Инспектор принялся считать.

— Сегодня у нас тридцатое июля тысяча восемьсот шестнадцатого года. Что же вы говорите? Вы сидите в тюрьме только семнадцать месяцев.

— Только семнадцать месяцев! — повторил Дантес. — Сударь, вы не знаете, что такое семнадцать месяцев тюрьмы, — это семнадцать лет, семнадцать веков! Особенно для того, кто, как я. был так близок к счастью, готовился жениться на любимой девушке, видел перед собою почетное поприще и лишился всего; для кого лучезарный день внезапно сменился непроглядной ночью, кто видит, что будущность его погибла, кто не знает, любит ли его та, которую он любил, не ведает, жив ли его старик-отец! Семнадцать месяцев тюрьмы для того, кто привык к морскому воздуху, к вольной жизни моряка, к простору, к необозримости, к бесконечности! Семнадцать месяцев тюрьмы! Это слишком много даже за те преступления, которые язык человеческий называет самыми гнусными именами. Так сжальтесь надо мною, сударь, и испросите для меня — не снисхождения, а строгости, не милости, а суда; судей, судей прошу я, и в этом нельзя отказать обвиняемому.

— Хорошо, — сказал инспектор, — увидим.

Затем, обращаясь к коменданту, он сказал:

— Право, мне жаль этого беднягу. Когда вернемся наверх, вы покажете мне его дело.

— Разумеется, — отвечал комендант, — но боюсь, что вы там найдете самые неблагоприятные сведения о нем.

— Я знаю, — продолжал Дантес, — я знаю, что вы не можете освободить меня своей властью, но вы можете передать мою просьбу высшему начальству, вы можете произвести следствие, вы можете, наконец, предать меня суду. Суд! Вот все, чего я прошу; пусть мне скажут, какое я совершил преступление и к какому я присужден наказанию. Ведь неизвестность хуже всех казней в мире!

— Я наведу справки, — сказал инспектор.

— Я по голосу вашему слышу, что вы тронуты! — воскликнул Дантес. — Скажите мне, что я могу надеяться!

— Я не могу вам этого сказать, — отвечал инспектор, — я могу только обещать вам, что рассмотрю ваше дело.

— В таком случае я свободен, я спасен!

— Кто приказал арестовать вас? — спросил инспектор.
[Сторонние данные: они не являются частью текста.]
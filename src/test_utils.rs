//! An in-memory driver for exercising the executor without a database.
//!
//! [`ScriptedConnection`] serves canned rows, affected counts and generated
//! keys, can fail at a chosen stage, and caps how many statements and cursors
//! may be open at once. Handles are released only by an explicit `close`, so
//! a code path that forgets to close shows up as a leak in
//! [`ScriptedConnection::open_statements`] / [`ScriptedConnection::open_cursors`]
//! and eventually as exhaustion.

use std::cell::{Cell, RefCell};

use crate::driver::{Connection, Cursor, Statement};
use crate::error::SqlOneLineError;
use crate::translation::count_placeholders;
use crate::types::{KeyRetrieval, SqlParam, SqlValue};

/// Where a [`ScriptedConnection`] should fail.
#[derive(Debug, Clone, Copy, PartialEq, Eq)]
pub enum FailStage {
    Prepare,
    Bind,
    Execute,
    Fetch,
    Close,
}

/// Message used when the open-handle cap is hit.
pub const EXHAUSTED: &str = "scripted driver exhausted its open handles";

#[derive(Debug)]
pub struct ScriptedConnection {
    rows: Vec<Vec<SqlValue>>,
    affected: u64,
    generated_key: Option<i64>,
    fail_at: Option<FailStage>,
    max_open: usize,
    open_statements: Cell<usize>,
    open_cursors: Cell<usize>,
    bound: RefCell<Vec<(usize, SqlParam)>>,
    prepared: RefCell<Vec<(String, KeyRetrieval)>>,
}

impl Default for ScriptedConnection {
    fn default() -> Self {
        Self::new()
    }
}

impl ScriptedConnection {
    #[must_use]
    pub fn new() -> Self {
        Self {
            rows: Vec::new(),
            affected: 0,
            generated_key: None,
            fail_at: None,
            max_open: 4,
            open_statements: Cell::new(0),
            open_cursors: Cell::new(0),
            bound: RefCell::new(Vec::new()),
            prepared: RefCell::new(Vec::new()),
        }
    }

    #[must_use]
    pub fn with_rows(mut self, rows: Vec<Vec<SqlValue>>) -> Self {
        self.rows = rows;
        self
    }

    #[must_use]
    pub fn with_affected(mut self, affected: u64) -> Self {
        self.affected = affected;
        self
    }

    #[must_use]
    pub fn with_generated_key(mut self, key: Option<i64>) -> Self {
        self.generated_key = key;
        self
    }

    #[must_use]
    pub fn failing_at(mut self, stage: FailStage) -> Self {
        self.fail_at = Some(stage);
        self
    }

    #[must_use]
    pub fn with_max_open(mut self, max_open: usize) -> Self {
        self.max_open = max_open;
        self
    }

    #[must_use]
    pub fn open_statements(&self) -> usize {
        self.open_statements.get()
    }

    #[must_use]
    pub fn open_cursors(&self) -> usize {
        self.open_cursors.get()
    }

    /// Every `(index, value)` bound so far, across statements.
    #[must_use]
    pub fn bound(&self) -> Vec<(usize, SqlParam)> {
        self.bound.borrow().clone()
    }

    /// SQL text of every prepared statement, in order.
    #[must_use]
    pub fn prepared(&self) -> Vec<String> {
        self.prepared.borrow().iter().map(|(sql, _)| sql.clone()).collect()
    }

    #[must_use]
    pub fn prepared_with(&self) -> Vec<KeyRetrieval> {
        self.prepared.borrow().iter().map(|(_, keys)| *keys).collect()
    }

    fn fails_at(&self, stage: FailStage) -> Result<(), SqlOneLineError> {
        if self.fail_at == Some(stage) {
            Err(SqlOneLineError::ExecutionError(format!(
                "scripted failure at {stage:?}"
            )))
        } else {
            Ok(())
        }
    }

    fn acquire(&self, counter: &Cell<usize>) -> Result<(), SqlOneLineError> {
        if counter.get() >= self.max_open {
            return Err(SqlOneLineError::Other(EXHAUSTED.to_string()));
        }
        counter.set(counter.get() + 1);
        Ok(())
    }

    fn cursor(&self, rows: Vec<Vec<SqlValue>>) -> Result<ScriptedCursor<'_>, SqlOneLineError> {
        self.acquire(&self.open_cursors)?;
        Ok(ScriptedCursor {
            conn: self,
            rows,
            position: None,
        })
    }
}

impl Connection for ScriptedConnection {
    type Statement<'c> = ScriptedStatement<'c>;

    fn prepare(
        &mut self,
        sql: &str,
        keys: KeyRetrieval,
    ) -> Result<ScriptedStatement<'_>, SqlOneLineError> {
        self.fails_at(FailStage::Prepare)?;
        self.acquire(&self.open_statements)?;
        self.prepared.borrow_mut().push((sql.to_string(), keys));
        Ok(ScriptedStatement {
            conn: self,
            placeholders: count_placeholders(sql),
            keys,
            executed: false,
        })
    }
}

#[derive(Debug)]
pub struct ScriptedStatement<'c> {
    conn: &'c ScriptedConnection,
    placeholders: usize,
    keys: KeyRetrieval,
    executed: bool,
}

impl Statement for ScriptedStatement<'_> {
    type Cursor<'s>
        = ScriptedCursor<'s>
    where
        Self: 's;

    fn placeholder_count(&self) -> Option<usize> {
        Some(self.placeholders)
    }

    fn bind(&mut self, index: usize, value: &SqlParam) -> Result<(), SqlOneLineError> {
        self.conn.fails_at(FailStage::Bind)?;
        self.conn.bound.borrow_mut().push((index, value.clone()));
        Ok(())
    }

    fn query(&mut self) -> Result<ScriptedCursor<'_>, SqlOneLineError> {
        self.conn.fails_at(FailStage::Execute)?;
        self.conn.cursor(self.conn.rows.clone())
    }

    fn execute_update(&mut self) -> Result<u64, SqlOneLineError> {
        self.conn.fails_at(FailStage::Execute)?;
        self.executed = true;
        Ok(self.conn.affected)
    }

    fn generated_keys(&mut self) -> Result<ScriptedCursor<'_>, SqlOneLineError> {
        if self.keys != KeyRetrieval::Generated || !self.executed {
            return Err(SqlOneLineError::ExecutionError(
                "no generated keys available".to_string(),
            ));
        }
        self.conn.fails_at(FailStage::Fetch)?;
        let rows = self
            .conn
            .generated_key
            .map(|key| vec![vec![SqlValue::Integer(key)]])
            .unwrap_or_default();
        self.conn.cursor(rows)
    }

    fn close(self) -> Result<(), SqlOneLineError> {
        let open = &self.conn.open_statements;
        open.set(open.get().saturating_sub(1));
        self.conn.fails_at(FailStage::Close)
    }
}

#[derive(Debug)]
pub struct ScriptedCursor<'c> {
    conn: &'c ScriptedConnection,
    rows: Vec<Vec<SqlValue>>,
    position: Option<usize>,
}

impl Cursor for ScriptedCursor<'_> {
    fn rewind(&mut self) -> Result<(), SqlOneLineError> {
        self.position = None;
        Ok(())
    }

    fn advance(&mut self) -> Result<bool, SqlOneLineError> {
        self.conn.fails_at(FailStage::Fetch)?;
        let next = self.position.map_or(0, |p| p + 1);
        self.position = Some(next.min(self.rows.len()));
        Ok(next < self.rows.len())
    }

    fn column(&self, index: usize) -> Result<SqlValue, SqlOneLineError> {
        let row = self
            .position
            .and_then(|p| self.rows.get(p))
            .ok_or_else(|| SqlOneLineError::ExecutionError("no current row".to_string()))?;
        index
            .checked_sub(1)
            .and_then(|i| row.get(i))
            .cloned()
            .ok_or_else(|| {
                SqlOneLineError::ExecutionError(format!("column {index} out of range"))
            })
    }

    fn close(self) -> Result<(), SqlOneLineError> {
        let open = &self.conn.open_cursors;
        open.set(open.get().saturating_sub(1));
        self.conn.fails_at(FailStage::Close)
    }
}

fn gcd(mut a: usize, mut b: usize) -> usize {
    while b != 0 {
        (a, b) = (b, a % b);
    }
    a
}

/// Ids `1..=row_count`, each exactly once, in a fixed non-sequential order.
///
/// Steps through the ids with the first stride from 7919 up that is coprime
/// to `row_count`.
#[must_use]
pub fn scattered_ids(row_count: usize) -> Vec<i64> {
    if row_count == 0 {
        return Vec::new();
    }
    let stride = (7919..)
        .find(|s| gcd(*s, row_count) == 1)
        .unwrap_or(1);
    (0..row_count)
        .map(|i| {
            let id = i.wrapping_mul(stride % row_count) % row_count + 1;
            i64::try_from(id).unwrap_or(i64::MAX)
        })
        .collect()
}

#[cfg(test)]
mod tests {
    use super::*;

    fn is_permutation(ids: &[i64], row_count: usize) -> bool {
        let mut sorted = ids.to_vec();
        sorted.sort_unstable();
        sorted.into_iter().eq((1..=row_count).map(|n| i64::try_from(n).unwrap()))
    }

    #[test]
    fn scattered_ids_visit_each_row_once() {
        for row_count in [1, 2, 1000, 7919, 2 * 7919, 7920] {
            let ids = scattered_ids(row_count);
            assert!(is_permutation(&ids, row_count), "row_count {row_count}");
        }
        assert!(scattered_ids(0).is_empty());
    }

    #[test]
    fn scattered_ids_are_not_sequential() {
        assert_ne!(scattered_ids(1000)[..3], [1, 2, 3]);
    }
}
— Господин де Вильфор, — отвечал Дантес. — Снеситесь с ним.

— Господина де Вильфора уже нет в Марселе; вот уже год, как он в Тулузе.

— Тогда нечему удивляться! — прошептал Дантес. — Моего единственного покровителя здесь нет!
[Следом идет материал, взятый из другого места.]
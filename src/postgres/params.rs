use std::error::Error;

use bytes::BytesMut;
use ::postgres::types::{IsNull, ToSql, Type, WrongType, to_sql_checked};

use crate::types::SqlParam;

type EncodeResult = Result<IsNull, Box<dyn Error + Sync + Send>>;

/// Server types a value is sent to as text.
fn is_text(ty: &Type) -> bool {
    matches!(
        *ty,
        Type::TEXT | Type::VARCHAR | Type::BPCHAR | Type::NAME | Type::UNKNOWN
    )
}

fn wrong_type<T>(ty: &Type) -> Box<dyn Error + Sync + Send> {
    Box::new(WrongType::new::<T>(ty.clone()))
}

/// Encode an integer at the width the server asked for, or as its decimal
/// text for text parameters.
fn int_to_sql(value: i64, ty: &Type, out: &mut BytesMut) -> EncodeResult {
    match *ty {
        Type::INT2 => i16::try_from(value)?.to_sql(ty, out),
        Type::INT4 => i32::try_from(value)?.to_sql(ty, out),
        Type::INT8 => value.to_sql(ty, out),
        _ if is_text(ty) => value.to_string().as_str().to_sql(ty, out),
        _ => Err(wrong_type::<i64>(ty)),
    }
}

/// Text goes in verbatim for text parameters; integer and boolean parameters
/// get it parsed the way the server would coerce a literal.
fn text_to_sql(value: &str, ty: &Type, out: &mut BytesMut) -> EncodeResult {
    match *ty {
        Type::INT2 | Type::INT4 | Type::INT8 => int_to_sql(value.trim().parse::<i64>()?, ty, out),
        Type::BOOL => match value.trim().to_ascii_lowercase().as_str() {
            "t" | "true" | "y" | "yes" | "on" | "1" => true.to_sql(ty, out),
            "f" | "false" | "n" | "no" | "off" | "0" => false.to_sql(ty, out),
            _ => Err(format!("invalid boolean text {value:?}").into()),
        },
        _ if is_text(ty) => value.to_sql(ty, out),
        _ => Err(wrong_type::<String>(ty)),
    }
}

fn bool_to_sql(value: bool, ty: &Type, out: &mut BytesMut) -> EncodeResult {
    match *ty {
        Type::BOOL => value.to_sql(ty, out),
        _ if is_text(ty) => (if value { "true" } else { "false" }).to_sql(ty, out),
        _ => Err(wrong_type::<bool>(ty)),
    }
}

impl ToSql for SqlParam {
    fn to_sql(&self, ty: &Type, out: &mut BytesMut) -> EncodeResult {
        match self {
            SqlParam::Int(i) => int_to_sql(i64::from(*i), ty, out),
            SqlParam::Long(l) => int_to_sql(*l, ty, out),
            SqlParam::Text(s) => text_to_sql(s, ty, out),
            SqlParam::Bool(b) => bool_to_sql(*b, ty, out),
            SqlParam::Null => Ok(IsNull::Yes),
        }
    }

    fn accepts(ty: &Type) -> bool {
        matches!(*ty, Type::INT2 | Type::INT4 | Type::INT8 | Type::BOOL) || is_text(ty)
    }

    to_sql_checked!();
}

#[cfg(test)]
mod tests {
    use super::*;

    fn encode(param: SqlParam, ty: &Type) -> Result<Vec<u8>, Box<dyn Error + Sync + Send>> {
        let mut out = BytesMut::new();
        param.to_sql_checked(ty, &mut out)?;
        Ok(out.to_vec())
    }

    #[test]
    fn int_narrows_to_int4() {
        assert_eq!(encode(SqlParam::Long(7), &Type::INT4).unwrap(), 7_i32.to_be_bytes());
    }

    #[test]
    fn int_widens_to_int8() {
        assert_eq!(encode(SqlParam::Int(-2), &Type::INT8).unwrap(), (-2_i64).to_be_bytes());
    }

    #[test]
    fn out_of_range_narrowing_fails() {
        assert!(encode(SqlParam::Long(i64::MAX), &Type::INT2).is_err());
    }

    #[test]
    fn null_writes_nothing() {
        let mut out = BytesMut::new();
        let is_null = SqlParam::Null.to_sql(&Type::TEXT, &mut out).unwrap();
        assert!(matches!(is_null, IsNull::Yes));
        assert!(out.is_empty());
    }

    #[test]
    fn numeric_text_is_encoded_as_an_integer() {
        assert_eq!(
            encode(SqlParam::Text("1234".into()), &Type::INT4).unwrap(),
            1234_i32.to_be_bytes()
        );
        assert!(encode(SqlParam::Text("Alex".into()), &Type::INT4).is_err());
    }

    #[test]
    fn integers_become_text_for_text_columns() {
        assert_eq!(encode(SqlParam::Int(21), &Type::TEXT).unwrap(), b"21");
        assert_eq!(encode(SqlParam::Long(-9), &Type::VARCHAR).unwrap(), b"-9");
    }

    #[test]
    fn booleans_only_go_to_bool_or_text() {
        assert_eq!(encode(SqlParam::Bool(true), &Type::BOOL).unwrap(), [1]);
        assert_eq!(encode(SqlParam::Bool(false), &Type::TEXT).unwrap(), b"false");
        assert!(encode(SqlParam::Bool(true), &Type::INT4).is_err());
        assert!(encode(SqlParam::Int(1), &Type::BOOL).is_err());
        assert_eq!(encode(SqlParam::Text("yes".into()), &Type::BOOL).unwrap(), [1]);
    }

    #[test]
    fn unsupported_server_types_are_refused() {
        assert!(encode(SqlParam::Text("2024-01-01".into()), &Type::TIMESTAMP).is_err());
        assert!(encode(SqlParam::Int(1), &Type::FLOAT8).is_err());
    }
}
— Не имел ли господин де Вильфор каких-либо причин ненавидеть вас? — спросил инспектор.

— Никаких; он, напротив, был ко мне очень милостив.

— Так я могу доверять тем сведениям, которые он дал о вас или которые он мне сообщит?

— Вполне, сударь.

— Хорошо. Ждите.

Дантес упал на колени, поднял руки к небу и стал шептать молитву, в которой молил Бога за этого человека, спустившегося к нему в темницу, подобно Спасителю, пришедшему вывести души из ада.
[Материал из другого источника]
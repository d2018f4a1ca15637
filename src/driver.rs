//! The driver surface the one-line operations are written against.
//!
//! A backend supplies three pieces: a [`Connection`] that prepares statements,
//! the [`Statement`] it hands out (positional binding, execution, generated-key
//! retrieval) and the [`Cursor`] a query produces. Nothing here owns the
//! connection; callers lend it for the duration of one operation.

use crate::error::SqlOneLineError;
use crate::types::{KeyRetrieval, SqlParam, SqlValue};

/// A database connection able to prepare parameterized statements.
pub trait Connection {
    type Statement<'c>: Statement
    where
        Self: 'c;

    /// Prepare `sql`, optionally arranging for generated keys to be readable
    /// after execution.
    ///
    /// # Errors
    /// Returns `SqlOneLineError` if the driver rejects the statement.
    fn prepare(
        &mut self,
        sql: &str,
        keys: KeyRetrieval,
    ) -> Result<Self::Statement<'_>, SqlOneLineError>;
}

/// A prepared statement with 1-based positional placeholders.
pub trait Statement {
    type Cursor<'s>: Cursor
    where
        Self: 's;

    /// Number of placeholders the driver parsed, when it can tell.
    fn placeholder_count(&self) -> Option<usize>;

    /// Bind `value` at the 1-based `index`.
    ///
    /// # Errors
    /// Returns `SqlOneLineError` if the index is out of range or the driver
    /// refuses the value.
    fn bind(&mut self, index: usize, value: &SqlParam) -> Result<(), SqlOneLineError>;

    /// Run the statement as a query.
    ///
    /// # Errors
    /// Returns `SqlOneLineError` if execution fails.
    fn query(&mut self) -> Result<Self::Cursor<'_>, SqlOneLineError>;

    /// Run the statement as DML and return the affected row count.
    ///
    /// # Errors
    /// Returns `SqlOneLineError` if execution fails.
    fn execute_update(&mut self) -> Result<u64, SqlOneLineError>;

    /// Cursor over the keys generated by the last `execute_update`.
    ///
    /// # Errors
    /// Returns `SqlOneLineError` if the statement was not prepared with
    /// [`KeyRetrieval::Generated`] or has not been executed.
    fn generated_keys(&mut self) -> Result<Self::Cursor<'_>, SqlOneLineError>;

    /// Release the statement.
    ///
    /// # Errors
    /// Returns `SqlOneLineError` if the driver reports a failure while
    /// finalizing.
    fn close(self) -> Result<(), SqlOneLineError>
    where
        Self: Sized;
}

/// A row cursor. Positioned before the first row when created.
pub trait Cursor {
    /// Move back before the first row.
    ///
    /// Forward-only cursors accept this only while nothing has been read.
    ///
    /// # Errors
    /// Returns `SqlOneLineError` if the cursor cannot be repositioned.
    fn rewind(&mut self) -> Result<(), SqlOneLineError>;

    /// Advance to the next row; `false` once the rows are exhausted.
    ///
    /// # Errors
    /// Returns `SqlOneLineError` if fetching the row fails.
    fn advance(&mut self) -> Result<bool, SqlOneLineError>;

    /// Value of the 1-based `index` column of the current row.
    ///
    /// # Errors
    /// Returns `SqlOneLineError` if there is no current row or no such column.
    fn column(&self, index: usize) -> Result<SqlValue, SqlOneLineError>;

    /// Release the cursor.
    ///
    /// # Errors
    /// Returns `SqlOneLineError` if the driver fails while releasing it.
    fn close(self) -> Result<(), SqlOneLineError>
    where
        Self: Sized;
}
Дверь за инспектором затворилась, но надежда, которую он принес, осталась в камере Дантеса.

— Угодно вам сейчас просмотреть арестантские списки? — спросил комендант. — Или вы желаете зайти в подземелье к аббату?

— Прежде кончим осмотр, — отвечал инспектор. — Если я подымусь наверх, то у меня, быть может, не хватит духу еще раз спуститься.

— О, аббат не похож на этого, его сумасшествие веселое, не то, что разум его соседа.

— А на чем он помешался?

— На очень странной мысли: он вообразил себя владельцем несметных сокровищ. В первый год заключения он предложил правительству миллион, если его выпустят, на второй — два миллиона, на третий — три и так далее. Теперь уж он пять лет в тюрьме; он попросит позволения переговорить с вами наедине и предложит вам пять миллионов.

— Это в самом деле любопытно, — сказал инспектор. — А как зовут этого миллионера?

— Аббат Фариа.

— Номер двадцать седьмой! — сказал инспектор.

— Да, он здесь. Отоприте, Антуан.

Сторож повиновался, и инспектор с любопытством заглянул в подземелье "сумасшедшего аббата", как все называли этого заключенного.

Посреди камеры, в кругу, нацарапанном куском известки, отбитой от стены, лежал почти нагой человек: платье его превратилось в лохмотья. Он чертил в этом кругу отчетливые геометрические линии и был так же поглощен решением задачи, как Архимед в ту минуту, когда его убил солдат Марцелла. Поэтому он даже не пошевелился при скрипе двери и очнулся только тогда, когда пламя факелов осветило непривычным светом влажный пол, на котором он работал. Тут он обернулся и с изумлением посмотрел на многочисленных гостей, спустившихся в его подземелье.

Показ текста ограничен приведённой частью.